Subject Re: alternative to an IN clause...
Author Adam
--- In, "Greg At ACD"
<GregAtACD@h...> wrote:
> Hi all,
> Background:
> I have a Firebird 1.5.2 database that I am accessing using Visual
> C++ (.NET 2003) and using SQLAPI for DB access
> (
> Our application needs to make a call similar to the following:
> SELECT * from myTable
> WHERE ID IN (1,2,3...,n)
> and the number of values that will be in the IN statement will vary
> anywhere from 1 to 1000 or more (theoretically).
> From my client application, one option is to simply generate the
> statement above (in reality the statement is much more complicated
> than this, but this post specifically deals with the IN clause) by
> formatting a string containing a comma separated list of values
> (they are currently in a simple long array of numbers).
> I'm wondering if there is a more efficient (or a 'best practices')
> way of doing this? Perhaps dumping the values in a temporary table
> and doing an inner join to this? I would think that the overhead of
> doing 1000 insert statements before executing the query may not be
> very efficient. Perhaps using a selectable stored procedure that
> takes the comma-separated list of numbers as input, and do a join
> this virtual table?
> Any help here is certainly appreciated... i can't imagine that this
> is a new problem.

There are a lot of performance issues to consider. The insert into
temporary table can make sense in some cases, Especially if you are
re-using this list across multiple queries, but remember you need to
clean up after yourself, and you will want to isolate the list to
your instance of the application, maybe even your transacction only.

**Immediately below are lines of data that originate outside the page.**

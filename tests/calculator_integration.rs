use lcs_dp::{lcs_values, IndexPair, Lcs, LcsBuilder};

fn is_subsequence<T: PartialEq>(needle: &[&T], hay: &[T]) -> bool {
    let mut it = hay.iter();
    needle.iter().all(|n| it.any(|h| h == *n))
}

#[test]
fn textbook_letters() {
    let a = ["A", "B", "C", "B", "D", "A", "B"];
    let b = ["B", "D", "C", "A", "B", "A"];
    let lcs = Lcs::new(&a, &b);

    assert_eq!(lcs.length(), 4);
    let values = lcs.values();
    assert_eq!(values.len(), 4);
    assert!(is_subsequence(values, &a));
    assert!(is_subsequence(values, &b));
    // Ties are broken by dropping from `left` first.
    let picked: Vec<&str> = values.iter().map(|v| **v).collect();
    assert_eq!(picked, vec!["B", "C", "B", "A"]);
    for (p, v) in lcs.index_pairs().iter().zip(values) {
        assert_eq!(a[p.left], **v);
        assert_eq!(b[p.right], **v);
    }
}

#[test]
fn numbers_with_repeats() {
    let a = [1, 2, 3, 4, 1];
    let b = [3, 4, 1, 2, 1, 3];
    let lcs = Lcs::new(&a, &b);
    assert_eq!(lcs.length(), 3);
    assert_eq!(
        lcs.index_pairs(),
        &[IndexPair::new(0, 2), IndexPair::new(1, 3), IndexPair::new(2, 5)]
    );
    assert_eq!(lcs_values(&a, &b), vec![1, 2, 3]);
}

#[test]
fn empty_left() {
    let a: [i32; 0] = [];
    let b = [1, 2, 3];
    let lcs = Lcs::new(&a, &b);
    assert_eq!(lcs.length(), 0);
    assert!(lcs.index_pairs().is_empty());
    assert!(lcs.values().is_empty());
    assert_eq!(lcs.table().rows(), 1);
    assert_eq!(lcs.table().cols(), 4);
}

#[test]
fn both_empty() {
    let a: Vec<String> = Vec::new();
    let lcs = Lcs::new(&a, &a);
    assert_eq!(lcs.length(), 0);
    assert!(lcs.values().is_empty());
}

#[test]
fn structural_equality_of_composites() {
    #[derive(Debug, Clone, PartialEq)]
    struct Line {
        indent: usize,
        words: Vec<String>,
    }
    fn line(indent: usize, words: &[&str]) -> Line {
        Line {
            indent,
            words: words.iter().map(|w| w.to_string()).collect(),
        }
    }

    let a = vec![line(0, &["fn", "main"]), line(4, &["let", "x"]), line(0, &["}"])];
    let b = vec![line(0, &["fn", "main"]), line(4, &["let", "y"]), line(0, &["}"])];
    let lcs = Lcs::new(&a, &b);
    assert_eq!(lcs.length(), 2);
    assert_eq!(lcs.values_cloned(), vec![line(0, &["fn", "main"]), line(0, &["}"])]);
}

#[test]
fn longer_right_does_not_swap_accessors() {
    let a = [1, 2];
    let b = [9, 1, 9, 2, 9];
    let lcs = Lcs::new(&a, &b);
    assert_eq!(lcs.length(), 2);
    assert_eq!(lcs.left(), &a);
    assert_eq!(lcs.right(), &b);
    // Pairs keep the caller's orientation.
    assert_eq!(lcs.index_pairs(), &[IndexPair::new(0, 1), IndexPair::new(1, 3)]);
}

#[test]
fn builder_case_insensitive() {
    let a = ["Hello", "big", "World"];
    let b = ["hello", "WORLD", "again"];
    let lcs = LcsBuilder::new(&a, &b)
        .matcher(|x: &&str, y: &&str| x.eq_ignore_ascii_case(y))
        .build();
    assert_eq!(lcs.length(), 2);
    // Values come from `left`.
    assert_eq!(lcs.values(), &[&"Hello", &"World"]);
}

#[test]
fn index_pairs_identity_is_stable() {
    let a: Vec<u32> = (0..50).map(|i| i % 7).collect();
    let b: Vec<u32> = (0..60).map(|i| i % 5).collect();
    let lcs = Lcs::new(&a, &b);
    let first = lcs.index_pairs();
    let second = lcs.index_pairs();
    assert!(std::ptr::eq(first, second));
    assert!(std::ptr::eq(lcs.values(), lcs.values()));
    assert!(std::ptr::eq(lcs.table(), lcs.table()));
}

You may not be able to insert much over 1000 records per second, and
if the csv gets big enough, this might come into play.

You can have at most 1499 members inside an IN clause. This is a
restriction inside Firebird.
Each member of the IN clause is a separate index lookup, so put 1000
records inside the IN, and you will hit the index 1000 times.

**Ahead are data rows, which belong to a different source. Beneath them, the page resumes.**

//! Backward walk over a finished table to recover aligned index pairs.

use crate::table::LcsTable;
use crate::traits::Matcher;

/// One matched position: `left[self.left]` pairs with `right[self.right]`.
#[derive(Debug, Clone, Copy, Default, PartialEq, Eq, PartialOrd, Ord, Hash)]
pub struct IndexPair {
    pub left: usize,
    pub right: usize,
}

impl IndexPair {
    pub fn new(left: usize, right: usize) -> Self {
        Self { left, right }
    }
}

impl From<(usize, usize)> for IndexPair {
    fn from((left, right): (usize, usize)) -> Self {
        Self { left, right }
    }
}

impl From<IndexPair> for (usize, usize) {
    fn from(pair: IndexPair) -> Self {
        (pair.left, pair.right)
    }
}

/// Recover the LCS as ascending index pairs.
///
/// Walks from `(m, n)` toward the origin. A match is written at its rank
/// `table[x][y] - 1`, so the output comes out ascending without a reverse.
/// On a mismatch the walk moves to the larger neighbour, preferring `x - 1`
/// when they tie.
///
/// `table` must have been built from the same `left`, `right` and `matcher`.
pub fn trace_index_pairs<T, M>(
    table: &LcsTable,
    left: &[T],
    right: &[T],
    matcher: &M,
) -> Vec<IndexPair>
where
    M: Matcher<T> + ?Sized,
{
    debug_assert_eq!(table.rows(), left.len() + 1);
    debug_assert_eq!(table.cols(), right.len() + 1);

    #[cfg(feature = "tracing")]
    let span = tracing::trace_span!("traceback", length = table.final_cell());
    #[cfg(feature = "tracing")]
    let _enter = span.enter();

    let mut pairs = vec![IndexPair::default(); table.final_cell()];
    let (mut x, mut y) = (left.len(), right.len());

    while x > 0 && y > 0 {
        if matcher.matches(&left[x - 1], &right[y - 1]) {
            pairs[table.get(x, y) - 1] = IndexPair::new(x - 1, y - 1);
            x -= 1;
            y -= 1;
        } else if table.get(x - 1, y) >= table.get(x, y - 1) {
            x -= 1;
        } else {
            y -= 1;
        }
    }

    pairs
}
//! Length-only LCS in O(min(m, n)) space.
//!
//! Same recurrence as [`crate::table`], but only one row of the table is kept.
//! The row spans the shorter input; when `right` is the longer one the two
//! slices are swapped locally; the caller's slices are untouched.

use crate::cancel::{poll, CancelSignal};
use crate::traits::Matcher;

/// LCS length of `left` and `right` using a single rolling row.
///
/// Polls `signal` once per outer iteration. On cancellation nothing is kept.
pub fn rolling_length<T, M, S>(
    left: &[T],
    right: &[T],
    matcher: &M,
    signal: &S,
) -> Result<usize, S::Error>
where
    M: Matcher<T> + ?Sized,
    S: CancelSignal,
{
    // The matcher is assumed symmetric, so swapping the roles only changes
    // which sequence drives the outer loop.
    let (outer, inner) = if right.len() > left.len() {
        (right, left)
    } else {
        (left, right)
    };

    #[cfg(feature = "tracing")]
    let span = tracing::trace_span!("rolling_length", outer = outer.len(), inner = inner.len());
    #[cfg(feature = "tracing")]
    let _enter = span.enter();

    let n = inner.len();
    let mut curr = vec![0usize; n + 1];

    for o in outer {
        poll(signal, "rolling_length")?;
        // `diag` holds table[i-1][j-1]: the value curr[j-1] had before this pass.
        let mut diag = 0;
        for j in 1..=n {
            let up = curr[j];
            curr[j] = if matcher.matches(o, &inner[j - 1]) {
                diag + 1
            } else {
                up.max(curr[j - 1])
            };
            diag = up;
        }
    }

    Ok(curr[n])
}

The between logic eg (where ID between 1 and 1000) or alternatively
(where ID>=1 and ID<=1000) uses a single index lookup, so it is more

Our solution to this problem was a function that converts a dataset
into the appropriate clause for the query. It handles duplicates, and
automatically generates an optimal bunch of between statements and
then a bunch of IN statements to handle those singular values.

It is written in Delphi, but I am sure it has conceptual equivalents
in C++.Net